Proton cancer facilities in Maryland, Arkansas default on payments

The Proton Center of Arkansas, one in all a series of struggling bond-financed cancer treatment centers across the country.

The Proton Center of Arkansas

The brand new 12 months rang in fresh signs of distress at a pair of long-struggling cancer treatment centers in Maryland and Arkansas financed with bonds through Wisconsin’s conduit issuer the Public Finance Authority.

The Maryland Proton Treatment Center defaulted on an $8.7 million interest payment due Jan. 1 on $267 million of unrated municipal bonds, in accordance with a posting on EMMA. The middle has faced strains almost because it first floated the debt in 2018, and has tapped debt service funds to make previous payments. No principal payments will probably be made on the subordinate and junior bonds, the notice said.

The Proton International Arkansas, LLC reported on EMMA that it will miss an interest payment on subordinate bonds and could be forced to shift money from its liquidity support fund to the debt service fund to make the Jan. 1 interest payment on the senior bonds.

The bond trustee in each cases is UMB Bank NA, a trustee that bondholders often herald when an obligor faces stress.

It’s the most recent sign of distress amongst proton treatment centers financed with speculative-grade municipal bonds. Proton therapy more precisely targets radiation to tumors, with less damage to surrounding tissues than other radiation therapies. The treatment is dear, not at all times covered by insurance, and has not gained widespread acceptance. The centers depend on patient revenue for bond payments and lots of have struggled to construct volume, especially within the wake of the COVID-19 pandemic.

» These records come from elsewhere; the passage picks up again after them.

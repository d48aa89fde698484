//! Environment loading helpers
//!
//! Keeps the primary-key / alias fallback chain in one place.

use std::env;
use std::path::Path;

/// Load `.env` from the current directory without overriding variables that are already set.
pub fn load_dotenv() {
    use std::sync::Once;
    static INIT: Once = Once::new();
    INIT.call_once(|| {
        let dir = env::current_dir().unwrap_or_else(|_| std::path::PathBuf::from("."));
        load_dotenv_from_dir(&dir);
    });
}

/// Load `<dir>/.env` without overriding variables that are already set.
pub fn load_dotenv_from_dir(dir: &Path) {
    let Ok(content) = std::fs::read_to_string(dir.join(".env")) else {
        return;
    };
    for (key, value) in parse_dotenv(&content) {
        if env::var(&key).is_err() {
            #[allow(unsafe_code)]
            unsafe {
                env::set_var(&key, &value);
            }
        }
    }
}

/// Parse `KEY=value` lines. Blank lines and `#` comments are skipped, surrounding
/// quotes are stripped and unquoted inline comments are dropped.
fn parse_dotenv(content: &str) -> Vec<(String, String)> {
    let mut pairs = Vec::new();
    for line in content.lines() {
        let line = line.trim();
        if line.is_empty() || line.starts_with('#') {
            continue;
        }
        let Some(eq_pos) = line.find('=') else {
            continue;
        };
        let key = line[..eq_pos].trim();
        let mut value = line[eq_pos + 1..].trim();
        if let Some(hash_pos) = value.find('#') {
            let before_hash = value[..hash_pos].trim_end();
            if !before_hash.contains('"') && !before_hash.contains('\'') {
                value = before_hash;
            }
        }
        if value.len() >= 2
            && ((value.starts_with('"') && value.ends_with('"'))
                || (value.starts_with('\'') && value.ends_with('\'')))
        {
            value = &value[1..value.len() - 1];
        }
        if !key.is_empty() {
            pairs.push((key.to_string(), value.to_string()));
        }
    }
    pairs
}

/// Primary variable, else the first alias that is set. Aliases are deprecated
/// names and log a warning when they are the ones in effect.
fn read_with_aliases(primary: &str, aliases: &[&str]) -> Option<String> {
    if let Ok(v) = env::var(primary) {
        return Some(v);
    }
    aliases.iter().find_map(|alias| {
        let v = env::var(alias).ok()?;
        tracing::warn!(alias = %alias, primary = %primary, "Deprecated environment variable; use the primary name");
        Some(v)
    })
}

/// Read the primary variable or the first set alias, falling back to `default`.
pub fn env_or<F>(primary: &str, aliases: &[&str], default: F) -> String
where
    F: FnOnce() -> String,
{
    read_with_aliases(primary, aliases)
        .filter(|s| !s.is_empty())
        .unwrap_or_else(default)
}

/// Read the primary variable or an alias; empty values count as unset.
pub fn env_optional(primary: &str, aliases: &[&str]) -> Option<String> {
    read_with_aliases(primary, aliases).and_then(|s| {
        let s = s.trim().to_string();
        if s.is_empty() {
            None
        } else {
            Some(s)
        }
    })
}

/// Boolean variable: 0/false/no/off are false, anything else is true.
pub fn env_bool(primary: &str, aliases: &[&str], default: bool) -> bool {
    match read_with_aliases(primary, aliases).as_deref() {
        Some(s) => !matches!(
            s.trim().to_lowercase().as_str(),
            "0" | "false" | "no" | "off"
        ),
        None => default,
    }
}
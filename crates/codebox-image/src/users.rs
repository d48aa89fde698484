//! User creation (`useradd -m -s <shell> [-d <home>] <name>`).

use std::collections::BTreeSet;

use codebox_core::path_validation::file_name;

use crate::error::ProvisionError;
use crate::snapshot::{NodeKind, Snapshot, UserEntry, ROOT_UID};

const USERADD: &str = "/usr/sbin/useradd";
const SKEL: &str = "/etc/skel";
const PASSWD: &str = "/etc/passwd";

/// `UID_MIN`..`UID_MAX` from Debian's login.defs.
pub const UID_MIN: u32 = 1000;
pub const UID_MAX: u32 = 60000;

fn user_error(name: &str, reason: impl Into<String>) -> ProvisionError {
    ProvisionError::UserCreation {
        name: name.to_string(),
        reason: reason.into(),
    }
}

/// Create `name` with a user-private group, home directory populated from
/// `/etc/skel`, and `shell` as login shell. `/etc/passwd` is rewritten.
pub fn create_user(
    snapshot: &mut Snapshot,
    name: &str,
    home: &str,
    shell: &str,
) -> Result<UserEntry, ProvisionError> {
    if !snapshot.is_executable_by(ROOT_UID, ROOT_UID, USERADD) {
        return Err(user_error(name, format!("{}: command not found", USERADD)));
    }
    if snapshot.user(name).is_some() {
        return Err(user_error(name, format!("user '{}' already exists", name)));
    }
    let taken: BTreeSet<u32> = snapshot.users().flat_map(|u| [u.uid, u.gid]).collect();
    let uid = (UID_MIN..=UID_MAX)
        .find(|candidate| !taken.contains(candidate))
        .ok_or_else(|| user_error(name, "can't get unique UID (no more available UIDs)"))?;
    if !snapshot.is_executable_by(ROOT_UID, ROOT_UID, shell) {
        tracing::warn!(user = %name, shell = %shell, "Login shell does not exist in the image");
    }

    let home_existed = snapshot.exists(home);
    if home_existed {
        if !snapshot.is_dir(home) {
            return Err(user_error(name, format!("{} exists and is not a directory", home)));
        }
        tracing::warn!(home = %home, "Home directory already exists; not copying skel files");
    } else {
        snapshot
            .mkdir_p(home, uid, uid, 0o755)
            .map_err(|e| user_error(name, e.to_string()))?;
        let skel: Vec<(String, String, u64, u32)> = snapshot
            .children(SKEL)
            .into_iter()
            .filter_map(|p| match snapshot.node(p) {
                Some(node) => match &node.kind {
                    NodeKind::File { sha256, size } => {
                        Some((file_name(p).to_string(), sha256.clone(), *size, node.mode))
                    }
                    _ => None,
                },
                None => None,
            })
            .collect();
        for (file, sha256, size, mode) in skel {
            snapshot.put_file(&format!("{}/{}", home, file), sha256, size, uid, uid, mode)?;
        }
    }

    let entry = UserEntry {
        name: name.to_string(),
        uid,
        gid: uid,
        home: home.to_string(),
        shell: shell.to_string(),
    };
    snapshot.insert_user(entry.clone());
    let passwd = snapshot.render_passwd();
    snapshot.write_file(PASSWD, passwd.as_bytes(), ROOT_UID, ROOT_UID, 0o644)?;
    tracing::debug!(user = %name, uid, home = %home, "Created user");
    Ok(entry)
}

#[cfg(test)]
mod tests {
    use super::*;
    use crate::base::seed;
    use codebox_core::recipe::BaseImageRef;

    fn focal() -> Snapshot {
        seed(&BaseImageRef::new("ubuntu", "20.04")).unwrap()
    }

    #[test]
    fn test_create_runner() {
        let mut snap = focal();
        let entry = create_user(&mut snap, "runner", "/home/runner", "/bin/bash").unwrap();

        assert_eq!(entry.uid, 1000);
        assert_eq!(snap.user("runner"), Some(&entry));
        let home = snap.node("/home/runner").unwrap();
        assert_eq!((home.uid, home.mode), (1000, 0o755));
        assert_eq!(snap.node("/home/runner/.bashrc").unwrap().uid, 1000);
        assert!(snap.can_write(1000, 1000, "/home/runner").unwrap());
    }

    #[test]
    fn test_duplicate_user() {
        let mut snap = focal();
        create_user(&mut snap, "runner", "/home/runner", "/bin/bash").unwrap();
        let err = create_user(&mut snap, "runner", "/home/runner", "/bin/bash").unwrap_err();
        assert_eq!(err.to_string(), "cannot create user 'runner': user 'runner' already exists");
    }

    #[test]
    fn test_uids_allocated_in_order() {
        let mut snap = focal();
        create_user(&mut snap, "a", "/home/a", "/bin/bash").unwrap();
        let b = create_user(&mut snap, "b", "/home/b", "/bin/bash").unwrap();
        assert_eq!(b.uid, 1001);
    }

    #[test]
    fn test_uid_space_exhausted() {
        let mut snap = focal();
        for uid in UID_MIN..=UID_MAX {
            snap.insert_user(UserEntry {
                name: format!("u{}", uid),
                uid,
                gid: uid,
                home: "/nonexistent".to_string(),
                shell: "/usr/sbin/nologin".to_string(),
            });
        }
        let err = create_user(&mut snap, "runner", "/home/runner", "/bin/bash").unwrap_err();
        assert!(err.to_string().contains("no more available UIDs"));
        assert!(!snap.exists("/home/runner"));
    }

    #[test]
    fn test_scratch_image_has_no_useradd() {
        let mut snap = Snapshot::empty();
        let err = create_user(&mut snap, "runner", "/home/runner", "/bin/bash").unwrap_err();
        assert!(matches!(err, ProvisionError::UserCreation { .. }));
    }
}
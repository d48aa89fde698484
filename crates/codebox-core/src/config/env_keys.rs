//! Environment variable keys.
//!
//! Primary variables use the `CODEBOX_*` prefix.

/// Recipe and output locations
pub mod paths {
    /// Recipe file used when `--recipe` is not given.
    pub const CODEBOX_RECIPE: &str = "CODEBOX_RECIPE";
    pub const RECIPE_ALIASES: &[&str] = &["CODEBOX_RECIPE_FILE"];

    /// File name looked up in the current directory.
    pub const LOCAL_RECIPE_FILE: &str = "codebox.yaml";
}

/// Observability and logging
pub mod observability {
    pub const CODEBOX_QUIET: &str = "CODEBOX_QUIET";

    pub const CODEBOX_LOG_LEVEL: &str = "CODEBOX_LOG_LEVEL";

    pub const CODEBOX_LOG_JSON: &str = "CODEBOX_LOG_JSON";

    /// JSONL file receiving build events.
    pub const CODEBOX_BUILD_LOG: &str = "CODEBOX_BUILD_LOG";
}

Limited insurance coverage hampers the sector, said Steve Hicks, CEO of Provident Resources Group, Inc., which owns a $416 million Georgia proton center that has missed bond payments.

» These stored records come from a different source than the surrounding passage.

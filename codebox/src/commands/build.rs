//! `codebox build`: run the provisioning pipeline against an in-memory image
//! and check that the result would start.

use anyhow::Result;
use serde_json::json;

use codebox_core::observability::BuildEventLog;
use codebox_core::recipe::Recipe;
use codebox_image::{
    simulate_start, BuildFailure, BuildOutcome, Fetcher, FileFetcher, Pipeline, StartupReport,
};

use super::load_recipe;

/// `codebox build`
pub fn cmd_build(recipe: Option<&str>, archive: Option<&str>, json: bool) -> Result<()> {
    let (recipe, source) = load_recipe(recipe)?;
    eprintln!("🔨 Building {} from {}", recipe.image, source);

    let pipeline = Pipeline::new(fetcher(archive)?).with_event_log(BuildEventLog::from_env());
    let build_id = pipeline.event_log().build_id().to_string();

    match run(&pipeline, recipe) {
        Ok((outcome, report)) => {
            if json {
                println!("{}", serde_json::to_string_pretty(&success_json(&build_id, &outcome, &report))?);
            } else {
                for record in &outcome.records {
                    eprintln!("   ✓ {:>2}. {} ({})", record.index, record.description, record.detail);
                }
                eprintln!("✅ {} runs as {} in {}", outcome.image, report.user, report.workdir);
                println!("image:       {}", outcome.image);
                println!("fingerprint: {}", outcome.fingerprint);
                println!("user:        {} (uid {})", report.user, report.uid);
                println!("workdir:     {}", report.workdir);
                println!("command:     {} -> {}", report.argv.join(" "), report.resolved_program);
                println!("PATH:        {}", report.path.join(":"));
            }
            Ok(())
        }
        Err(failure) => {
            if json {
                println!("{}", serde_json::to_string_pretty(&failure_json(&build_id, &failure))?);
            } else {
                for record in &failure.completed {
                    eprintln!("   ✓ {:>2}. {}", record.index, record.description);
                }
            }
            Err(failure.into())
        }
    }
}

#[cfg(feature = "http")]
fn fetcher(archive: Option<&str>) -> Result<Box<dyn Fetcher>> {
    let fetcher: Box<dyn Fetcher> = match archive {
        Some(path) => Box::new(FileFetcher::new(path)),
        None => Box::new(codebox_image::HttpFetcher::new()),
    };
    Ok(fetcher)
}

#[cfg(not(feature = "http"))]
fn fetcher(archive: Option<&str>) -> Result<Box<dyn Fetcher>> {
    match archive {
        Some(path) => Ok(Box::new(FileFetcher::new(path))),
        None => anyhow::bail!("Downloading toolchains requires the 'http' feature; pass --archive"),
    }
}

/// Build, then simulate start. A start failure counts as a failed build.
fn run(pipeline: &Pipeline, recipe: Recipe) -> Result<(BuildOutcome, StartupReport), BuildFailure> {
    let outcome = pipeline.build(recipe)?;
    match simulate_start(&outcome.snapshot) {
        Ok(report) => Ok((outcome, report)),
        Err(error) => Err(BuildFailure {
            error,
            failed_step: None,
            failed_op: Some("start".to_string()),
            completed: outcome.records,
        }),
    }
}

fn success_json(build_id: &str, outcome: &BuildOutcome, report: &StartupReport) -> serde_json::Value {
    json!({
        "status": "ok",
        "build_id": build_id,
        "image": outcome.image,
        "fingerprint": outcome.fingerprint,
        "steps": outcome.records,
        "startup": report,
    })
}

fn failure_json(build_id: &str, failure: &BuildFailure) -> serde_json::Value {
    json!({
        "status": "failed",
        "build_id": build_id,
        "kind": failure.kind(),
        "error": failure.error.to_string(),
        "failed_step": failure.failed_step,
        "failed_op": failure.failed_op,
        "completed": failure.completed,
    })
}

Provident acquired the already-distressed Georgia ProtonCare Center
in 2016.

“With the introduction of pencil beam technology within the late Nineties, proton therapy stays one of the best #1 modality of treating cancer in children,” Hicks said in an email. The variety of cancers eligible for proton therapy has “significantly increased,” he said, adding that the GPCC treats roughly 100 patients a day.

“Today, even with over 40 proton therapy centers operating within the U.S., we’re still grossly underserved. Once I was first introduced to proton therapy in 2005, there have been only 4 within the U.S. Insurance carrier guidelines proceed to hinder the expansion of proton therapy,” Hicks said.

Most of the headwinds facing the centers are outside of their control, said Andy Phillips, general counsel for Wisconsin’s PFA, through which lots of the facilities accessed the muni market.

“Thanks largely to the Covid pandemic and other outside economic pressures, there have been negative impacts on the bonds supporting these cancer treatment facilities,” Phillips said in an email. “PFA will proceed to work in an ongoing fashion with bondholders and investors to make sure that these projects proceed to supply an ongoing public profit and important take care of patients in need.”

The Proton International Arkansas in addition to Recent Jersey’s Procure Proton Therapy Center — also financed by the PFA — each marked first-time defaults within the third quarter, in accordance with Moody’s Investors Service. The Maryland center has been in default since 2022, in accordance with Moody’s.

A Delray Beach, Florida center, Proton International-Delray, LLC., also financed by the PFA, posted its latest notice of default in November for failure to realize debt service coverage ratios and days money available.

In 2020, a trio of proton centers in Tennessee and Florida filed for bankruptcy, affecting greater than $360 million of bonds. Provision Cares Proton Therapy Centers in Nashville and Knoxville, Tennessee., and a related center that was being inbuilt Orlando, Florida, filed for Chapter 11 within the U.S. Bankruptcy Court in Nashville. They cited low patient volume, the covid pandemic and cyberattacks as driving the insolvency. The case was closed in September 2023 with bondholders receiving roughly 58.1 million, in accordance with court filings.